:: Provided data ::
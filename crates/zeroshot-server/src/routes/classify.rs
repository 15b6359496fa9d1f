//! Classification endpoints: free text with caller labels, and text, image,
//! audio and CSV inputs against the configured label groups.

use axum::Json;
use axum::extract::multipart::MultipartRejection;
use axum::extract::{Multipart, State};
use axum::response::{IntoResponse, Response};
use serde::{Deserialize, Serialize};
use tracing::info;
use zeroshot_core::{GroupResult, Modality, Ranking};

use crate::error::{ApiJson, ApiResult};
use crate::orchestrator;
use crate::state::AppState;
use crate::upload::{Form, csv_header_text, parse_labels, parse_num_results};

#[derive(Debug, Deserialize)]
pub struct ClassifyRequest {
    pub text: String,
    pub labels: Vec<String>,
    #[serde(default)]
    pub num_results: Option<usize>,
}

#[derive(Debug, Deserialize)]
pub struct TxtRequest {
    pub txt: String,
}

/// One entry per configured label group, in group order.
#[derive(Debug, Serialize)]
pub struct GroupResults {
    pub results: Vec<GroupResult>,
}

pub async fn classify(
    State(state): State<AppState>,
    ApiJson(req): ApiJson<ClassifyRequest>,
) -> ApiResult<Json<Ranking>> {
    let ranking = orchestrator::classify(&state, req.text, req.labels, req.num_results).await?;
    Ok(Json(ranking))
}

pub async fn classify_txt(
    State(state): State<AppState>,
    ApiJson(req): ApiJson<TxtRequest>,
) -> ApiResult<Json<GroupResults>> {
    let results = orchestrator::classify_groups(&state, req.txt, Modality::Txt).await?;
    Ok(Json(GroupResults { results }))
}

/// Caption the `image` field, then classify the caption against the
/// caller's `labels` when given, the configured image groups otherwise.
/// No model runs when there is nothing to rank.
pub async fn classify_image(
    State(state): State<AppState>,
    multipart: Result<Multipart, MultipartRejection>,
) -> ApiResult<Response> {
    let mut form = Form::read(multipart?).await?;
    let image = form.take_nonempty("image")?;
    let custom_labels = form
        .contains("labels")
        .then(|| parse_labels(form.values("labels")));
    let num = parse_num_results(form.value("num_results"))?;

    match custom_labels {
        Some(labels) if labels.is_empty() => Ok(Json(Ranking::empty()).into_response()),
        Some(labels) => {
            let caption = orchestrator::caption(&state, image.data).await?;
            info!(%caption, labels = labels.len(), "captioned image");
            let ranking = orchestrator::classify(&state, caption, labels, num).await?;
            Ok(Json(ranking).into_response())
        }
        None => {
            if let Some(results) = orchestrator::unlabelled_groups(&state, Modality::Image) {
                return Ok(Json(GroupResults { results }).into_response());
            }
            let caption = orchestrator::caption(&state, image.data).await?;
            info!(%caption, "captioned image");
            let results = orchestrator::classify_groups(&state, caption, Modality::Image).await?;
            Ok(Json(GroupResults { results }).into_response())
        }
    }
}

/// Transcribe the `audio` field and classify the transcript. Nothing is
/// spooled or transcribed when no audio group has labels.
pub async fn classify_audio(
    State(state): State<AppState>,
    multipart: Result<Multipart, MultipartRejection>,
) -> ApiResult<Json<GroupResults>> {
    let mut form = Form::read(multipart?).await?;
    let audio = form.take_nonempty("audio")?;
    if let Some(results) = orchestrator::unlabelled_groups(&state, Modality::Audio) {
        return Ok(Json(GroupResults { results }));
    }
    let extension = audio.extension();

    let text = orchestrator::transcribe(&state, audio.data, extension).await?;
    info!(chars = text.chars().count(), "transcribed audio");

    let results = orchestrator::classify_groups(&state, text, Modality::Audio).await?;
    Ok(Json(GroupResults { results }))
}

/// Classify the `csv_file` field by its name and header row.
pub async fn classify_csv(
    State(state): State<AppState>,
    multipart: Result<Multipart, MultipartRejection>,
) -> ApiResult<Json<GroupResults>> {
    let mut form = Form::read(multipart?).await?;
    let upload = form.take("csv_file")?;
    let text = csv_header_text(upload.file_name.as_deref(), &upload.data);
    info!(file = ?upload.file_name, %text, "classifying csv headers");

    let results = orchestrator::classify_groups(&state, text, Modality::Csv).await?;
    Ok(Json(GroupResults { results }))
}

:: Task description ::
Give the listing again in full, with every line intact.

:: Exercise answer ::
filename crates/zeroshot-server/src/routes/classify.rs
repository 15b6359496fa9d1f
//! Classification endpoints: free text with caller labels, and text, image,
//! audio and CSV inputs against the configured label groups.

use axum::Json;
use axum::extract::multipart::MultipartRejection;
use axum::extract::{Multipart, State};
use axum::response::{IntoResponse, Response};
use serde::{Deserialize, Serialize};
use tracing::info;
use zeroshot_core::{GroupResult, Modality, Ranking};

use crate::error::{ApiJson, ApiResult};
use crate::orchestrator;
use crate::state::AppState;
use crate::upload::{Form, csv_header_text, parse_labels, parse_num_results};

#[derive(Debug, Deserialize)]
pub struct ClassifyRequest {
    pub text: String,
    pub labels: Vec<String>,
    #[serde(default)]
    pub num_results: Option<usize>,
}

#[derive(Debug, Deserialize)]
pub struct TxtRequest {
    pub txt: String,
}

/// One entry per configured label group, in group order.
#[derive(Debug, Serialize)]
pub struct GroupResults {
    pub results: Vec<GroupResult>,
}

pub async fn classify(
    State(state): State<AppState>,
    ApiJson(req): ApiJson<ClassifyRequest>,
) -> ApiResult<Json<Ranking>> {
    let ranking = orchestrator::classify(&state, req.text, req.labels, req.num_results).await?;
    Ok(Json(ranking))
}

pub async fn classify_txt(
    State(state): State<AppState>,
    ApiJson(req): ApiJson<TxtRequest>,
) -> ApiResult<Json<GroupResults>> {
    let results = orchestrator::classify_groups(&state, req.txt, Modality::Txt).await?;
    Ok(Json(GroupResults { results }))
}

/// Caption the `image` field, then classify the caption against the
/// caller's `labels` when given, the configured image groups otherwise.
/// No model runs when there is nothing to rank.
pub async fn classify_image(
    State(state): State<AppState>,
    multipart: Result<Multipart, MultipartRejection>,
) -> ApiResult<Response> {
    let mut form = Form::read(multipart?).await?;
    let image = form.take_nonempty("image")?;
    let custom_labels = form
        .contains("labels")
        .then(|| parse_labels(form.values("labels")));
    let num = parse_num_results(form.value("num_results"))?;

    match custom_labels {
        Some(labels) if labels.is_empty() => Ok(Json(Ranking::empty()).into_response()),
        Some(labels) => {
            let caption = orchestrator::caption(&state, image.data).await?;
            info!(%caption, labels = labels.len(), "captioned image");
            let ranking = orchestrator::classify(&state, caption, labels, num).await?;
            Ok(Json(ranking).into_response())
        }
        None => {
            if let Some(results) = orchestrator::unlabelled_groups(&state, Modality::Image) {
                return Ok(Json(GroupResults { results }).into_response());
            }
            let caption = orchestrator::caption(&state, image.data).await?;
            info!(%caption, "captioned image");
            let results = orchestrator::classify_groups(&state, caption, Modality::Image).await?;
            Ok(Json(GroupResults { results }).into_response())
        }
    }
}

/// Transcribe the `audio` field and classify the transcript. Nothing is
/// spooled or transcribed when no audio group has labels.
pub async fn classify_audio(
    State(state): State<AppState>,
    multipart: Result<Multipart, MultipartRejection>,
) -> ApiResult<Json<GroupResults>> {
    let mut form = Form::read(multipart?).await?;
    let audio = form.take_nonempty("audio")?;
    if let Some(results) = orchestrator::unlabelled_groups(&state, Modality::Audio) {
        return Ok(Json(GroupResults { results }));
    }
    let extension = audio.extension();

    let text = orchestrator::transcribe(&state, audio.data, extension).await?;
    info!(chars = text.chars().count(), "transcribed audio");

    let results = orchestrator::classify_groups(&state, text, Modality::Audio).await?;
    Ok(Json(GroupResults { results }))
}

/// Classify the `csv_file` field by its name and header row.
pub async fn classify_csv(
    State(state): State<AppState>,
    multipart: Result<Multipart, MultipartRejection>,
) -> ApiResult<Json<GroupResults>> {
    let mut form = Form::read(multipart?).await?;
    let upload = form.take("csv_file")?;
    let text = csv_header_text(upload.file_name.as_deref(), &upload.data);
    info!(file = ?upload.file_name, %text, "classifying csv headers");

    let results = orchestrator::classify_groups(&state, text, Modality::Csv).await?;
    Ok(Json(GroupResults { results }))
}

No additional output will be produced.